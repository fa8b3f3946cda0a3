//! Text and JSON rendering of the topology tree

use anyhow::{Context, Result};
use descriptor::{class_name, format_configuration_indented, format_device};
use topology::{DeviceNode, TreeSnapshot};

/// Render the tree below `root`, one line per port
///
/// With `verbose`, every device is followed by its device and
/// configuration descriptor dumps.
pub fn render_tree(root: &DeviceNode, verbose: bool) -> String {
    let mut out = String::new();
    out.push_str(&describe(root));
    out.push('\n');
    if verbose {
        push_descriptors(&mut out, root, 2);
    }
    push_ports(&mut out, root, 1, verbose);
    out
}

pub fn render_json(root: &DeviceNode) -> Result<String> {
    serde_json::to_string_pretty(&TreeSnapshot::capture(root))
        .context("Failed to serialize topology")
}

fn push_ports(out: &mut String, hub: &DeviceNode, depth: usize, verbose: bool) {
    let indent = depth * 2;
    for port in hub.ports() {
        match port.device() {
            Some(device) => {
                out.push_str(&format!(
                    "{:indent$}Port {}: {}\n",
                    "",
                    port.number(),
                    describe(device)
                ));
                if verbose {
                    push_descriptors(out, device, indent + 2);
                }
                push_ports(out, device, depth + 1, verbose);
            }
            None => {
                out.push_str(&format!("{:indent$}Port {}: empty\n", "", port.number()));
            }
        }
    }
}

fn describe(device: &DeviceNode) -> String {
    let descriptor = device.descriptor();
    let strings = device.strings();
    let name = [strings.manufacturer.as_deref(), strings.product.as_deref()]
        .into_iter()
        .flatten()
        .collect::<Vec<_>>()
        .join(" ");

    let mut line = match device.identity() {
        Some(identity) => format!(
            "Bus {:03} Device {:03}: ID {:04x}:{:04x} {}",
            identity.bus,
            identity.address,
            descriptor.vendor_id,
            descriptor.product_id,
            class_name(descriptor.device_class)
        ),
        None => "Root Hub".to_string(),
    };
    if !name.is_empty() {
        line.push_str(&format!(" \"{}\"", name));
    }
    line
}

fn push_descriptors(out: &mut String, device: &DeviceNode, indent: usize) {
    for line in format_device(device.descriptor()).lines() {
        out.push_str(&format!("{:indent$}{}\n", "", line));
    }
    for configuration in device.configurations() {
        out.push_str(&format_configuration_indented(configuration, indent));
    }
}
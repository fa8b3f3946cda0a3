//! Topology manager
//!
//! Owns the root hub and reconciles flat bus enumerations against the
//! tree. A rescan runs in two phases:
//!
//! 1. Removals: every tracked device that is gone, or whose reported parent
//!    changed, is detached together with its subtree (children first).
//! 2. Additions: every enumerated device that is not in the tree is built
//!    from its descriptors and connected below its parent hub. Parents are
//!    attached before their children whatever the enumeration order.
//!
//! A device that fails to build is skipped and reported on the error
//! channel; the rest of the rescan continues. Only one rescan runs at a
//! time, a second caller fails with [`Error::RescanInProgress`] instead of
//! waiting.

use crate::device::{DeviceNode, DeviceStrings};
use crate::events::{DeviceEvent, ErrorEvent, TopologyListener};
use crate::root_hub::create_root_hub;
use crate::transport::{OpenHandle, Transport};
use common::{DeviceIdentity, EnumeratedDevice, Error, EventNotifier, Result};
use descriptor::{DescriptorKind, decode_device, parse_configuration};
use serde::Serialize;
use std::collections::{HashMap, HashSet};
use std::sync::atomic::{AtomicBool, Ordering};
use std::sync::{Arc, Mutex, MutexGuard, PoisonError};
use tracing::{debug, info, warn};

/// What one rescan changed
#[derive(Debug, Clone, Default, PartialEq, Eq, Serialize)]
pub struct RescanReport {
    pub attached: Vec<DeviceIdentity>,
    pub detached: Vec<DeviceIdentity>,
    /// Devices skipped because they could not be built or placed
    pub failed: Vec<DeviceIdentity>,
}

impl RescanReport {
    pub fn is_empty(&self) -> bool {
        self.attached.is_empty() && self.detached.is_empty() && self.failed.is_empty()
    }
}

struct TrackedDevice {
    node: Arc<DeviceNode>,
    /// Parent as reported by the enumeration that attached the device
    parent: Option<DeviceIdentity>,
}

/// Per-rescan bookkeeping for the addition phase
struct AttachPass<'a> {
    present: HashMap<DeviceIdentity, &'a EnumeratedDevice>,
    visiting: HashSet<DeviceIdentity>,
    failed: HashSet<DeviceIdentity>,
    report: RescanReport,
}

/// Clears the reconciling flag when the rescan ends, on every path
struct ReconcileGuard<'a> {
    flag: &'a AtomicBool,
}

impl<'a> ReconcileGuard<'a> {
    fn acquire(flag: &'a AtomicBool) -> Result<Self> {
        flag.compare_exchange(false, true, Ordering::AcqRel, Ordering::Acquire)
            .map_err(|_| Error::RescanInProgress)?;
        Ok(Self { flag })
    }
}

impl Drop for ReconcileGuard<'_> {
    fn drop(&mut self) {
        self.flag.store(false, Ordering::Release);
    }
}

pub struct TopologyManager<T: Transport> {
    transport: T,
    root: Arc<DeviceNode>,
    reconciling: AtomicBool,
    devices: Mutex<HashMap<DeviceIdentity, TrackedDevice>>,
    listeners: EventNotifier<dyn TopologyListener>,
}

impl<T: Transport> TopologyManager<T> {
    pub fn new(transport: T) -> Self {
        Self {
            transport,
            root: create_root_hub(),
            reconciling: AtomicBool::new(false),
            devices: Mutex::new(HashMap::new()),
            listeners: EventNotifier::new("topology listeners"),
        }
    }

    pub fn transport(&self) -> &T {
        &self.transport
    }

    pub fn root_hub(&self) -> &Arc<DeviceNode> {
        &self.root
    }

    pub fn device(&self, identity: DeviceIdentity) -> Option<Arc<DeviceNode>> {
        self.lock_devices()
            .get(&identity)
            .map(|tracked| tracked.node.clone())
    }

    /// Snapshot of every device below the root hub, ordered by identity
    pub fn devices(&self) -> Vec<Arc<DeviceNode>> {
        let devices = self.lock_devices();
        let mut identities: Vec<_> = devices.keys().copied().collect();
        identities.sort();
        identities
            .into_iter()
            .filter_map(|identity| devices.get(&identity).map(|t| t.node.clone()))
            .collect()
    }

    pub fn is_reconciling(&self) -> bool {
        self.reconciling.load(Ordering::Acquire)
    }

    pub fn register_listener(&self, listener: Arc<dyn TopologyListener>) -> Result<()> {
        self.listeners.register(listener)
    }

    pub fn unregister_listener(&self, listener: &Arc<dyn TopologyListener>) -> Result<()> {
        self.listeners.unregister(listener)
    }

    /// Enumerate through the transport, then reconcile
    pub fn rescan_transport(&self) -> Result<RescanReport> {
        if self.is_reconciling() {
            return Err(Error::RescanInProgress);
        }
        let enumeration = self.transport.enumerate()?;
        self.rescan(&enumeration)
    }

    /// Reconcile the tree against a fresh enumeration
    pub fn rescan(&self, enumeration: &[EnumeratedDevice]) -> Result<RescanReport> {
        let _guard = ReconcileGuard::acquire(&self.reconciling)?;
        debug!("Rescan started with {} enumerated devices", enumeration.len());

        let mut pass = AttachPass {
            present: enumeration.iter().map(|d| (d.identity, d)).collect(),
            visiting: HashSet::new(),
            failed: HashSet::new(),
            report: RescanReport::default(),
        };

        for identity in self.stale_devices(&pass.present) {
            // May already be gone as part of an earlier subtree
            if let Some(node) = self.device(identity) {
                self.detach_subtree(&node, &mut pass.report);
            }
        }

        for entry in enumeration {
            self.attach_enumerated(entry.identity, &mut pass);
        }

        let report = pass.report;
        if !report.is_empty() {
            info!(
                "Rescan complete: {} attached, {} detached, {} failed",
                report.attached.len(),
                report.detached.len(),
                report.failed.len()
            );
        }
        Ok(report)
    }

    /// Tracked devices that vanished or moved to another parent
    fn stale_devices(
        &self,
        present: &HashMap<DeviceIdentity, &EnumeratedDevice>,
    ) -> Vec<DeviceIdentity> {
        let mut stale: Vec<_> = self
            .lock_devices()
            .iter()
            .filter(|(identity, tracked)| match present.get(identity) {
                Some(entry) => entry.parent != tracked.parent,
                None => true,
            })
            .map(|(identity, _)| *identity)
            .collect();
        stale.sort();
        stale
    }

    fn detach_subtree(&self, node: &Arc<DeviceNode>, report: &mut RescanReport) {
        for child in node.attached_devices() {
            self.detach_subtree(&child, report);
        }

        let parent = node.parent_port();
        if let Some((hub, _)) = &parent {
            hub.disconnect_device(node);
        }
        if let Some(identity) = node.identity() {
            self.lock_devices().remove(&identity);
            report.detached.push(identity);
        }

        info!("Device detached: {}", node.label());
        node.notify_detached();
        if let Some((hub, port)) = parent {
            let event = DeviceEvent {
                device: node.clone(),
                hub,
                port,
            };
            self.listeners
                .dispatch("device detached", |listener| listener.device_detached(&event));
        }
    }

    /// Place `identity` in the tree, attaching its ancestors first
    fn attach_enumerated(
        &self,
        identity: DeviceIdentity,
        pass: &mut AttachPass<'_>,
    ) -> Option<Arc<DeviceNode>> {
        if let Some(node) = self.device(identity) {
            return Some(node);
        }
        let entry = *pass.present.get(&identity)?;
        // A revisit while still resolving ancestors means a parent cycle.
        if pass.failed.contains(&identity) || !pass.visiting.insert(identity) {
            return None;
        }

        let hub = match entry.parent {
            None => Some(self.root.clone()),
            Some(parent) if pass.present.contains_key(&parent) => {
                self.attach_enumerated(parent, pass)
            }
            Some(_) => None,
        };
        pass.visiting.remove(&identity);

        let result = match hub {
            Some(hub) => self.attach_below(entry, &hub),
            None => Err(Error::OrphanDevice {
                device: identity.to_string(),
                parent: entry
                    .parent
                    .map(|parent| parent.to_string())
                    .unwrap_or_default(),
            }),
        };

        match result {
            Ok(node) => {
                pass.report.attached.push(identity);
                Some(node)
            }
            Err(e) => {
                pass.failed.insert(identity);
                pass.report.failed.push(identity);
                self.report_error(Some(identity), &e);
                None
            }
        }
    }

    fn attach_below(
        &self,
        entry: &EnumeratedDevice,
        hub: &Arc<DeviceNode>,
    ) -> Result<Arc<DeviceNode>> {
        let node = self.build_node(entry.identity)?;
        let port = hub.connect_device(node.clone())?;
        self.lock_devices().insert(
            entry.identity,
            TrackedDevice {
                node: node.clone(),
                parent: entry.parent,
            },
        );

        info!(
            "Device attached: {} on port {} of {}",
            node.label(),
            port,
            hub.label()
        );
        let event = DeviceEvent {
            device: node.clone(),
            hub: hub.clone(),
            port,
        };
        self.listeners
            .dispatch("device attached", |listener| listener.device_attached(&event));
        Ok(node)
    }

    /// Read and decode every descriptor of a device
    ///
    /// The transport handle is released when this returns, whether or not
    /// decoding succeeded.
    fn build_node(&self, identity: DeviceIdentity) -> Result<Arc<DeviceNode>> {
        let handle = OpenHandle::open(&self.transport, identity)?;

        let raw = handle.raw_descriptor(DescriptorKind::Device, 0)?;
        let descriptor = decode_device(&raw)?;

        let configurations = (0..descriptor.num_configurations)
            .map(|index| {
                let bundle = handle.raw_descriptor(DescriptorKind::Configuration, index)?;
                Ok(parse_configuration(&bundle)?)
            })
            .collect::<Result<Vec<_>>>()?;

        let strings = DeviceStrings {
            manufacturer: handle.optional_string(descriptor.manufacturer_index),
            product: handle.optional_string(descriptor.product_index),
            serial_number: handle.optional_string(descriptor.serial_number_index),
        };

        DeviceNode::new(identity, descriptor, configurations, strings)
    }

    fn report_error(&self, identity: Option<DeviceIdentity>, error: &Error) {
        match identity {
            Some(identity) => warn!("Skipping device {}: {}", identity, error),
            None => warn!("Topology error: {}", error),
        }
        let event = ErrorEvent { identity, error };
        self.listeners
            .dispatch("error", |listener| listener.error_occurred(&event));
    }

    fn lock_devices(&self) -> MutexGuard<'_, HashMap<DeviceIdentity, TrackedDevice>> {
        self.devices.lock().unwrap_or_else(PoisonError::into_inner)
    }
}
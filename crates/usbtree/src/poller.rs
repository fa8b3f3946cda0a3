//! Periodic bus poller
//!
//! Runs rescans on a dedicated thread because libusb calls block. A cycle
//! that collides with a rescan already in progress is skipped, not queued.

use anyhow::{Context, Result};
use common::Error;
use std::sync::Arc;
use std::sync::atomic::{AtomicBool, Ordering};
use std::thread::{self, JoinHandle};
use std::time::{Duration, Instant};
use topology::{TopologyManager, Transport};
use tracing::{debug, info, warn};

/// Granularity of the shutdown check while waiting between cycles
const SHUTDOWN_CHECK_INTERVAL: Duration = Duration::from_millis(50);

pub struct Poller {
    shutdown: Arc<AtomicBool>,
    handle: JoinHandle<usize>,
}

impl Poller {
    /// Start polling `manager` every `interval`
    pub fn spawn<T>(manager: Arc<TopologyManager<T>>, interval: Duration) -> Result<Self>
    where
        T: Transport + 'static,
    {
        let shutdown = Arc::new(AtomicBool::new(false));
        let flag = shutdown.clone();
        let handle = thread::Builder::new()
            .name("usb-poller".to_string())
            .spawn(move || poll_loop(&manager, interval, &flag))
            .context("Failed to spawn poller thread")?;

        Ok(Self { shutdown, handle })
    }

    /// Stop polling and wait for the thread; returns the completed cycles
    pub fn stop(self) -> Result<usize> {
        self.shutdown.store(true, Ordering::SeqCst);
        self.handle
            .join()
            .map_err(|_| anyhow::anyhow!("Poller thread panicked"))
    }
}

fn poll_loop<T: Transport>(
    manager: &TopologyManager<T>,
    interval: Duration,
    shutdown: &AtomicBool,
) -> usize {
    info!("Poller started ({:?} interval)", interval);
    let mut cycles = 0;

    while !shutdown.load(Ordering::SeqCst) {
        match manager.rescan_transport() {
            Ok(report) => {
                if !report.is_empty() {
                    debug!("Poll cycle {}: {:?}", cycles, report);
                }
            }
            Err(Error::RescanInProgress) => {
                debug!("Rescan already running, skipping cycle");
            }
            Err(e) => {
                warn!("Bus rescan failed: {}", e);
            }
        }
        cycles += 1;

        let deadline = Instant::now() + interval;
        while !shutdown.load(Ordering::SeqCst) && Instant::now() < deadline {
            thread::sleep(SHUTDOWN_CHECK_INTERVAL.min(interval));
        }
    }

    info!("Poller stopped after {} cycles", cycles);
    cycles
}
//! USB descriptor codec
//!
//! This crate decodes the fixed-layout standard descriptors (device,
//! configuration, interface, endpoint) into immutable value objects, parses
//! whole configuration bundles, and renders fixed-column diagnostic dumps.
//!
//! # Example
//!
//! ```
//! use descriptor::{DescriptorKind, decode, format};
//!
//! let bytes = [
//!     18, 1, 0x00, 0x02, 3, 0, 0, 64, 0x34, 0x12, 0x78, 0x56, 0x00, 0x01, 1, 2, 3, 1,
//! ];
//! let device = decode(DescriptorKind::Device, &bytes).unwrap();
//! let dump = format(&device);
//! assert!(dump.contains("HID"));
//! assert!(dump.contains("2.00"));
//! ```

pub mod codec;
pub mod config;
pub mod error;
pub mod format;
pub mod names;
pub mod types;

pub use codec::{decode, decode_configuration, decode_device, decode_endpoint, decode_interface};
pub use config::{Configuration, Endpoint, Interface, parse_configuration};
pub use error::{DescriptorError, Result};
pub use format::{format, format_bcd, format_configuration, format_configuration_indented, format_device};
pub use names::{UNKNOWN, class_name};
pub use types::{
    CLASS_HUB, ConfigurationDescriptor, Descriptor, DescriptorKind, DeviceDescriptor, Direction,
    EndpointDescriptor, InterfaceDescriptor, SyncType, TransferType, UsageType, UsbDescriptor,
};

───

Task brief – Where a line of the material above holds the string "first", copy that line.

Answer section –
//!    changed, is detached together with its subtree (children first).
    /// Place `identity` in the tree, attaching its ancestors first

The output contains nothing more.